It is well established that when a reviewing court is considering an appeal from an action taken by a planning board, the standard employed is whether the grant or denial was arbitrary, capricious or unreasonable. See Burbridge v. Mine Hill Tp., 117 N.J. 376, 385 (1990); Kramer v. Bd. of Adjustment, Sea Girt, 45 N.J. 268, 296 (1965); Med. Ctr. v. Princeton Zoning Bd. of Adjustment, 343 N.J. Super. 177, 198 (App. Div. 2001). The factual determinations of the planning board are presumed to be valid and the exercise of its discretionary authority based on such determinations will not be overturned unless arbitrary, capricious or unreasonable. Burbridge, supra, 117 N.J. at 385; Rowatti v. Gonchar, 101 N.J. 46, 51-52 (1985)."[T]he law presumes that boards of adjustment and municipal governing bodies will act fairly and with proper motives and for valid reasons." Kramer, supra, 45 N.J. at 296.

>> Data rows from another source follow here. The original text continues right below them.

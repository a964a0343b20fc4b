//! Face image → descriptor.
//!
//! A [`FeatureExtractor`] pairs an optional *locator* (any [`FaceDetector`],
//! used when the input is a whole photo rather than a crop) with one
//! [`Encoder`] variant. "No face found" is a normal `Ok(None)`; errors are
//! reserved for malformed input or a failing model.

use crate::alignment;
use crate::detector::{primary_region, DetectorError, FaceDetector};
use crate::histogram::{self, LbphParams};
use crate::recognizer::{EmbeddingModel, RecognizerError};
use crate::types::{Descriptor, FaceRegion};
use image::imageops::{self, FilterType};
use image::DynamicImage;
use std::borrow::Cow;
use std::path::PathBuf;
use thiserror::Error;

#[derive(Error, Debug)]
pub enum ExtractionError {
    #[error("cannot read image {path}: {source}")]
    Unreadable {
        path: PathBuf,
        #[source]
        source: image::ImageError,
    },
    #[error("image is empty")]
    EmptyImage,
    #[error("face region does not overlap the {width}x{height} image")]
    RegionOutsideImage { width: u32, height: u32 },
    #[error("face locator failed: {0}")]
    Locator(#[from] DetectorError),
    #[error("embedding model failed: {0}")]
    Model(#[from] RecognizerError),
    #[error("embedding has {actual} values, expected {expected}")]
    WrongDimension { expected: usize, actual: usize },
    #[error("embedding model returned a zero vector")]
    ZeroEmbedding,
    #[error("embedding model returned a non-finite value at index {index}")]
    NonFiniteEmbedding { index: usize },
}

/// How a located face is turned into numbers.
pub enum Encoder {
    /// Pre-trained embedding network; output is L2-normalized.
    Embedding {
        model: Box<dyn EmbeddingModel>,
        dimension: usize,
    },
    /// Legacy LBP spatial histogram over a grayscale crop.
    Histogram(LbphParams),
    /// Detector landmarks relative to the face box, L2-normalized.
    Landmarks,
}

pub struct FeatureExtractor {
    locator: Option<Box<dyn FaceDetector>>,
    encoder: Encoder,
}

impl FeatureExtractor {
    pub fn new(encoder: Encoder) -> Self {
        Self {
            locator: None,
            encoder,
        }
    }

    pub fn embedding(model: Box<dyn EmbeddingModel>, dimension: usize) -> Self {
        Self::new(Encoder::Embedding { model, dimension })
    }

    pub fn histogram(params: LbphParams) -> Self {
        Self::new(Encoder::Histogram(params))
    }

    /// Landmark descriptors need regions with landmarks: give it a locator
    /// for whole photos, or pass detector regions to
    /// [`extract_region`](Self::extract_region).
    pub fn landmarks() -> Self {
        Self::new(Encoder::Landmarks)
    }

    /// Locate the face inside every input passed to [`extract`](Self::extract).
    pub fn with_locator(mut self, locator: Box<dyn FaceDetector>) -> Self {
        self.locator = Some(locator);
        self
    }

    /// Configuration identifier; galleries built with a different one are rejected.
    pub fn id(&self) -> String {
        match &self.encoder {
            Encoder::Embedding { model, dimension } => format!(
                "embedding:{}:{}:{}",
                model.version(),
                model.input_size(),
                dimension
            ),
            Encoder::Histogram(params) => params.id(),
            Encoder::Landmarks => "landmarks:5".to_string(),
        }
    }

    pub fn dimension(&self) -> usize {
        match &self.encoder {
            Encoder::Embedding { dimension, .. } => *dimension,
            Encoder::Histogram(params) => params.dimension(),
            Encoder::Landmarks => 10,
        }
    }

    /// Describe the face in `image`.
    ///
    /// With a locator the first located face is used and `Ok(None)` means the
    /// locator found nothing. Without one the whole image is the face crop.
    pub fn extract(&mut self, image: &DynamicImage) -> Result<Option<Descriptor>, ExtractionError> {
        if image.width() == 0 || image.height() == 0 {
            return Err(ExtractionError::EmptyImage);
        }

        let region = match self.locator.as_mut() {
            Some(locator) => match primary_region(locator.detect(image)?) {
                Some(region) => Some(region),
                None => {
                    tracing::debug!("locator found no face");
                    return Ok(None);
                }
            },
            None => None,
        };
        self.encode(image, region.as_ref())
    }

    /// Describe a region already located in `frame`, without re-detecting.
    pub fn extract_region(
        &mut self,
        frame: &DynamicImage,
        region: &FaceRegion,
    ) -> Result<Option<Descriptor>, ExtractionError> {
        if frame.width() == 0 || frame.height() == 0 {
            return Err(ExtractionError::EmptyImage);
        }
        self.encode(frame, Some(region))
    }

    fn encode(
        &mut self,
        image: &DynamicImage,
        region: Option<&FaceRegion>,
    ) -> Result<Option<Descriptor>, ExtractionError> {
        match &mut self.encoder {
            Encoder::Embedding { model, dimension } => {
                let size = model.input_size();
                let aligned = region
                    .and_then(|r| r.landmarks.as_ref())
                    .and_then(|lm| alignment::align_face(&image.to_rgb8(), lm, size));
                let face = match aligned {
                    Some(face) => face,
                    None => {
                        let crop = crop(image, region)?;
                        imageops::resize(&crop.to_rgb8(), size, size, FilterType::Triangle)
                    }
                };

                let raw = model.embed(&face)?;
                if raw.len() != *dimension {
                    return Err(ExtractionError::WrongDimension {
                        expected: *dimension,
                        actual: raw.len(),
                    });
                }
                if let Some(index) = raw.iter().position(|v| !v.is_finite()) {
                    return Err(ExtractionError::NonFiniteEmbedding { index });
                }
                let descriptor = Descriptor::new(raw).l2_normalized();
                if descriptor.norm() == 0.0 {
                    return Err(ExtractionError::ZeroEmbedding);
                }
                Ok(Some(descriptor))
            }
            Encoder::Histogram(params) => {
                let gray = crop(image, region)?.to_luma8();
                let face = imageops::resize(
                    &gray,
                    params.input_size,
                    params.input_size,
                    FilterType::Triangle,
                );
                Ok(Some(Descriptor::new(histogram::spatial_histogram(
                    &face, params,
                ))))
            }
            Encoder::Landmarks => Ok(region.and_then(landmark_descriptor)),
        }
    }
}

/// Crop `image` to `region`; the whole image when there is no region.
fn crop<'a>(
    image: &'a DynamicImage,
    region: Option<&FaceRegion>,
) -> Result<Cow<'a, DynamicImage>, ExtractionError> {
    let Some(region) = region else {
        return Ok(Cow::Borrowed(image));
    };
    let (width, height) = (image.width(), image.height());
    let rect = region
        .clip(width, height)
        .ok_or(ExtractionError::RegionOutsideImage { width, height })?;
    Ok(Cow::Owned(image.crop_imm(
        rect.x,
        rect.y,
        rect.width,
        rect.height,
    )))
}

fn landmark_descriptor(region: &FaceRegion) -> Option<Descriptor> {
    let landmarks = region.landmarks?;
    if region.width <= 0.0 || region.height <= 0.0 {
        return None;
    }
    let values = landmarks
        .iter()
        .flat_map(|&(x, y)| {
            [
                (x - region.x) / region.width,
                (y - region.y) / region.height,
            ]
        })
        .collect();
    let descriptor = Descriptor::new(values).l2_normalized();
    (descriptor.norm() > 0.0).then_some(descriptor)
}
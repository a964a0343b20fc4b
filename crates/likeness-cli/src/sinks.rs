//! Reporting sink for the realtime loop.

use likeness_core::realtime::{Annotation, Flow, FrameSink, SinkError};
use likeness_core::Frame;
use serde::Serialize;
use std::io::Write;
use std::path::PathBuf;

/// Logs each decision, prints one JSON line per presented frame and
/// optionally saves every frame, annotated or raw, as PNG.
pub struct ReportSink<W: Write> {
    out: W,
    output_dir: Option<PathBuf>,
    max_frames: Option<u64>,
    presented: u64,
}

#[derive(Serialize)]
struct Report<'a> {
    sequence: u64,
    /// `null` for a frame presented raw.
    face: Option<&'a Annotation>,
    #[serde(skip_serializing_if = "Option::is_none")]
    saved_to: Option<&'a PathBuf>,
}

impl<W: Write> ReportSink<W> {
    pub fn new(out: W, output_dir: Option<PathBuf>, max_frames: Option<u64>) -> Result<Self, SinkError> {
        if let Some(dir) = &output_dir {
            std::fs::create_dir_all(dir)
                .map_err(|e| SinkError(format!("creating {}: {e}", dir.display())))?;
        }
        Ok(Self {
            out,
            output_dir,
            max_frames,
            presented: 0,
        })
    }
}

impl<W: Write> FrameSink for ReportSink<W> {
    fn present(&mut self, frame: &Frame, annotation: Option<&Annotation>) -> Result<Flow, SinkError> {
        self.presented += 1;

        match annotation {
            Some(annotation) => tracing::info!(
                seq = frame.sequence,
                label = %annotation.label,
                candidate = ?annotation.result.candidate,
                score = annotation.result.score,
                "face"
            ),
            None => tracing::debug!(seq = frame.sequence, "raw frame"),
        }

        let saved_to = match &self.output_dir {
            Some(dir) => {
                let path = dir.join(format!("frame_{:06}.png", frame.sequence));
                frame
                    .image
                    .save(&path)
                    .map_err(|e| SinkError(format!("writing {}: {e}", path.display())))?;
                Some(path)
            }
            None => None,
        };

        let report = Report {
            sequence: frame.sequence,
            face: annotation,
            saved_to: saved_to.as_ref(),
        };
        let line = serde_json::to_string(&report).map_err(|e| SinkError(e.to_string()))?;
        writeln!(self.out, "{line}").map_err(|e| SinkError(e.to_string()))?;

        match self.max_frames {
            Some(max) if self.presented >= max => Ok(Flow::Stop),
            _ => Ok(Flow::Continue),
        }
    }
}
impl<'e> RealtimeLoop<'e> {
    pub fn new(engine: &'e mut Engine, cancel: CancelToken) -> Self {
        Self { engine, cancel }
    }

    /// Run until cancelled, the stream ends or the sink asks to stop.
    ///
    /// A device error or a classification fault ends the run with an error,
    /// after the source has been released.
    pub fn run<S, K>(&mut self, source: S, sink: &mut K) -> Result<LoopSummary, LoopError>
    where
        S: FrameSource,
        K: FrameSink + ?Sized,
    {
        let mut source = CaptureGuard(source);
        let mut summary = LoopSummary::new();

        loop {
            if self.cancel.is_cancelled() {
                summary.stop = StopReason::Cancelled;
                break;
            }

            let mut frame = match source.next_frame() {
                Ok(frame) => frame,
                Err(CaptureError::EndOfStream) => {
                    summary.stop = StopReason::EndOfStream;
                    break;
                }
                Err(CaptureError::BadFrame(reason)) => {
                    summary.frames += 1;
                    summary.failed += 1;
                    tracing::warn!(stage = %Stage::Capture, %reason, "frame dropped");
                    continue;
                }
                Err(e) => {
                    tracing::error!(error = %e, frames = summary.frames, "capture failed");
                    return Err(LoopError::Capture(e));
                }
            };
            summary.frames += 1;

            let outcome = self.process(&mut frame)?;
            let annotation = match outcome {
                FrameOutcome::NoFace => {
                    summary.no_face += 1;
                    None
                }
                FrameOutcome::Undescribed => {
                    summary.undescribed += 1;
                    None
                }
                FrameOutcome::Failed(_) => {
                    summary.failed += 1;
                    None
                }
                FrameOutcome::Annotated(annotation) => {
                    summary.classified += 1;
                    if annotation.result.is_match() {
                        summary.matched += 1;
                    }
                    Some(annotation)
                }
            };

            if sink.present(&frame, annotation.as_ref())? == Flow::Stop {
                summary.stop = StopReason::SinkStopped;
                break;
            }
        }

        tracing::info!(
            frames = summary.frames,
            classified = summary.classified,
            matched = summary.matched,
            stop = ?summary.stop,
            "realtime loop finished"
        );
        Ok(summary)
    }

    /// Detect, extract, classify and annotate one frame in place.
    fn process(&mut self, frame: &mut Frame) -> Result<FrameOutcome, LoopError> {
        let seq = frame.sequence;

        let region = match self.engine.detect_primary(&frame.image) {
            Ok(Some(region)) => region,
            Ok(None) => {
                tracing::debug!(seq, "no face");
                return Ok(FrameOutcome::NoFace);
            }
            Err(e) => {
                tracing::warn!(seq, stage = %Stage::Detect, error = %e, "frame skipped");
                return Ok(FrameOutcome::Failed(Stage::Detect));
            }
        };

        let descriptor = match self.engine.describe(&frame.image, &region) {
            Ok(Some(descriptor)) => descriptor,
            Ok(None) => {
                tracing::debug!(seq, "face could not be described");
                return Ok(FrameOutcome::Undescribed);
            }
            Err(e) => {
                tracing::warn!(seq, stage = %Stage::Extract, error = %e, "frame skipped");
                return Ok(FrameOutcome::Failed(Stage::Extract));
            }
        };

        let result = self.engine.classify(&descriptor)?;
        let annotation = Annotation::new(seq, region, result);
        tracing::debug!(seq, label = %annotation.label, "frame annotated");

        draw_annotation(&mut frame.image, &annotation);
        Ok(FrameOutcome::Annotated(annotation))
    }
}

The purpose of judicial review is for the court to determine whether or not the board acted within the statutory guidelines and properly exercised its discretion. Burbridge, supra, 117 N.J. at 384-85. The reviewing court is not permitted to substitute its judgment for that of the board's. Kaufmann v. Planning Bd. for Warren Township, 110 N.J. 551, 558 (1988). A reviewing court is not to"suggest a decision that may be better than the one made by the board of adjustment or planning board, but to determine whether the board could reasonably have reached its decision." Davis Enters. v. Karpf, 105 N.J. 476, 485 (1987).
To be sure, a court is not bound by an agency's determination on a question of law, In re Distrib. of Liquid Assets, 168 N.J. 1, 11 (2001), and the court's construction of an ordinance under review is de novo. DePetro v. Township of Wayne Planning Bd., 367 N.J. Super. 161, 174 (2004). Nevertheless, we"give deference to a municipality's informal interpretation of its ordinances." Ibid. See also Wyzykowski v. Rizas, 254 N.J. Super. 28, 38 (App. Div. 1992), aff'd in part, rev'd in part, 132 N.J. 509 (1993). Thus, planning boards are granted"wide latitude in the exercise of the delegated discretion" due to their"peculiar knowledge of local conditions." Burbridge, supra, 117 N.J. at 385 (quoting Kramer, supra, 45 N.J. at 296). Indeed, local officials are"thoroughly familiar with their communities' characteristics and interests" and are best suited to make judgments concerning local zoning regulations. Pullen v. Township of South Plainfield, 291 N.J. Super. 1, 6 (App. Div. 1996) (citing Ward v. Scott, 16 N.J. 16, 23 (1954); Bellington v. Township of East Windsor, 32 N.J. Super. 243, 249 (App. Div. 1954), aff'd, 17 N.J. 558 (1955)).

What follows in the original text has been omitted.